I shake my head. I refuse to admit that what she’s saying can be true. That she has any reason to worry about whether she’ll survive. I don’t even want to think about it but she puts her fingers on my wrist and says, “Please,” and I see the pleading in her eyes. How desperately she wants to know.



I nod and think back to the night at the amusement park with Catcher. I think about the evening on the beach with Elias. I don’t know what to tell her, how to explain the feeling of wanting and yet being so scared it won’t happen. That moment when there’s no turning back and his lips land on yours. How different it can make you feel. So beautiful and needed and special.



I start walking down the path and she walks next to me, her hand in mine. “It’s wonderful,” I finally say. “And also a little weird-feeling. I mean, not knowing what to do and how it works.” A laugh bubbles up and it feels so refreshing after spending so long thinking about death and infection and the Mudo. “You worry that you’re doing something wrong,” I tell her.
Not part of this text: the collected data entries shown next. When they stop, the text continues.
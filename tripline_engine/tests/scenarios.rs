// Copyright 2026 the Tripline Authors
// SPDX-License-Identifier: Apache-2.0 OR MIT

//! End-to-end walkthroughs of the engine: hover round trips, itinerary
//! replacement under a live focus, and the empty-itinerary display.

use tripline_engine::Engine;
use tripline_model::{EventCategory, GeoPoint, Itinerary, ItineraryEvent};
use tripline_nearby::PlaceCategory;
use tripline_scene::MarkerFlags;
use tripline_viewport::{GeoBounds, ViewportPhase};

fn event(id: &str, category: EventCategory, lat: f64, lng: f64) -> ItineraryEvent {
    ItineraryEvent {
        id: id.into(),
        title: id.into(),
        category,
        time: "10:00".into(),
        location: "Somewhere".into(),
        description: String::new(),
        duration: "1 h".into(),
        coordinate: GeoPoint::new(lat, lng),
    }
}

fn paris_trip() -> Itinerary {
    Itinerary {
        destination: "Paris".into(),
        start_date: "2026-11-01".into(),
        end_date: "2026-11-05".into(),
        events: vec![
            event("e1", EventCategory::Food, 48.86, 2.35),
            event("e2", EventCategory::Accommodation, 48.87, 2.36),
        ],
    }
}

#[test]
fn hover_round_trip_over_a_food_stop() {
    let mut engine = Engine::default();
    engine.set_itinerary(paris_trip(), 0.0);

    // First paint is instantaneous, so this is the settled overview.
    let overview = engine.snapshot().region;
    assert!(!engine.is_animating());

    engine.hover("e1", 1.0);
    let snapshot = engine.snapshot();
    assert_eq!(snapshot.focused_event_id, Some("e1"));
    assert_eq!(snapshot.recommended_places.len(), 3);
    let origin = GeoPoint::new(48.86, 2.35);
    for place in snapshot.recommended_places {
        assert_eq!(place.category, PlaceCategory::Restaurant);
        // ~1.5 km expressed in degrees at this latitude.
        assert!(place.coordinate.degrees_between(origin) < 0.015);
    }

    engine.unhover(2.0);
    let snapshot = engine.snapshot();
    assert_eq!(snapshot.focused_event_id, None);
    assert!(snapshot.recommended_places.is_empty());

    // The viewport heads back to the two-stop overview region.
    assert_eq!(engine.viewport().target_region(), overview);
    engine.advance(5.0);
    assert_eq!(engine.snapshot().region, overview);
}

#[test]
fn empty_itinerary_shows_the_default_region_and_nothing_else() {
    let mut engine = Engine::default();
    engine.set_itinerary(
        Itinerary {
            destination: "Atlantis".into(),
            start_date: "2026-11-01".into(),
            end_date: "2026-11-01".into(),
            events: vec![],
        },
        0.0,
    );

    assert_eq!(engine.snapshot().region.bounds, GeoBounds::WORLD);
    let scene = engine.scene();
    assert!(scene.path.is_empty());
    assert!(scene.markers.is_empty());
}

#[test]
fn replacing_the_itinerary_under_a_live_focus_clears_it() {
    let mut engine = Engine::default();
    engine.set_itinerary(paris_trip(), 0.0);
    engine.hover("e1", 1.0);
    engine.advance(1.2); // mid-flight toward the focused region

    let rome = Itinerary {
        destination: "Rome".into(),
        start_date: "2026-12-01".into(),
        end_date: "2026-12-03".into(),
        events: vec![
            event("r1", EventCategory::Activity, 41.89, 12.48),
            event("r2", EventCategory::Food, 41.90, 12.50),
        ],
    };
    engine.set_itinerary(rome, 1.3);

    let snapshot = engine.snapshot();
    assert_eq!(snapshot.focused_event_id, None);
    assert!(snapshot.recommended_places.is_empty());
    assert_eq!(engine.viewport().phase(), ViewportPhase::Overview);
    assert!(engine.is_animating());

    engine.advance(5.0);
    let bounds = engine.snapshot().region.bounds;
    assert!(bounds.contains_strictly(GeoPoint::new(41.89, 12.48)));
    assert!(bounds.contains_strictly(GeoPoint::new(41.90, 12.50)));
}

#[test]
fn a_stale_hover_id_acts_like_an_unhover() {
    let mut engine = Engine::default();
    engine.set_itinerary(paris_trip(), 0.0);
    engine.hover("e1", 1.0);

    // An id from a previous itinerary generation that no longer exists.
    engine.hover("ghost", 1.5);
    let snapshot = engine.snapshot();
    assert_eq!(snapshot.focused_event_id, None);
    assert!(snapshot.recommended_places.is_empty());
    assert_eq!(engine.viewport().phase(), ViewportPhase::Overview);
}

#[test]
fn hovering_a_second_stop_retargets_without_returning_to_overview() {
    let mut engine = Engine::default();
    engine.set_itinerary(paris_trip(), 0.0);

    engine.hover("e1", 1.0);
    engine.advance(1.3);
    engine.hover("e2", 1.4);
    assert_eq!(engine.viewport().phase(), ViewportPhase::Focused);

    let snapshot = engine.snapshot();
    assert_eq!(snapshot.focused_event_id, Some("e2"));
    // Hotel recommendations now, not the restaurant set from e1.
    assert_eq!(snapshot.recommended_places.len(), 3);
    assert!(
        snapshot
            .recommended_places
            .iter()
            .all(|p| p.category == PlaceCategory::Hotel)
    );

    engine.advance(5.0);
    assert!(
        engine
            .snapshot()
            .region
            .bounds
            .contains_strictly(GeoPoint::new(48.87, 2.36))
    );
}

#[test]
fn scene_highlights_only_the_focused_stop() {
    let mut engine = Engine::default();
    engine.set_itinerary(paris_trip(), 0.0);
    engine.hover("e2", 1.0);

    let scene = engine.scene();
    assert_eq!(scene.path.len(), 2);
    let highlighted: Vec<_> = scene
        .markers
        .iter()
        .filter(|m| m.flags.contains(MarkerFlags::HIGHLIGHTED))
        .collect();
    assert_eq!(highlighted.len(), 1);
    assert_eq!(highlighted[0].id, "e2");
    assert_eq!(scene.markers.last().unwrap().id, "e2");

    engine.unhover(2.0);
    let scene = engine.scene();
    assert!(scene.markers.iter().all(|m| m.flags.is_empty()));
    assert_eq!(scene.markers.len(), 2);
}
And then I lean closer and whisper, “I couldn’t stop wondering what the last thing I’d eaten was.” I smile as she giggles.



“I don’t want to hear the bad parts,” she says with a grin. “I only want you to tell me the good parts.”



And so I do. As we wade through the late-day heat I tell her all of it, forgetting that we’re in the Forest, that we’re being chased and aren’t sure of where we’re going. Just feeling like friends sharing an everyday afternoon walk.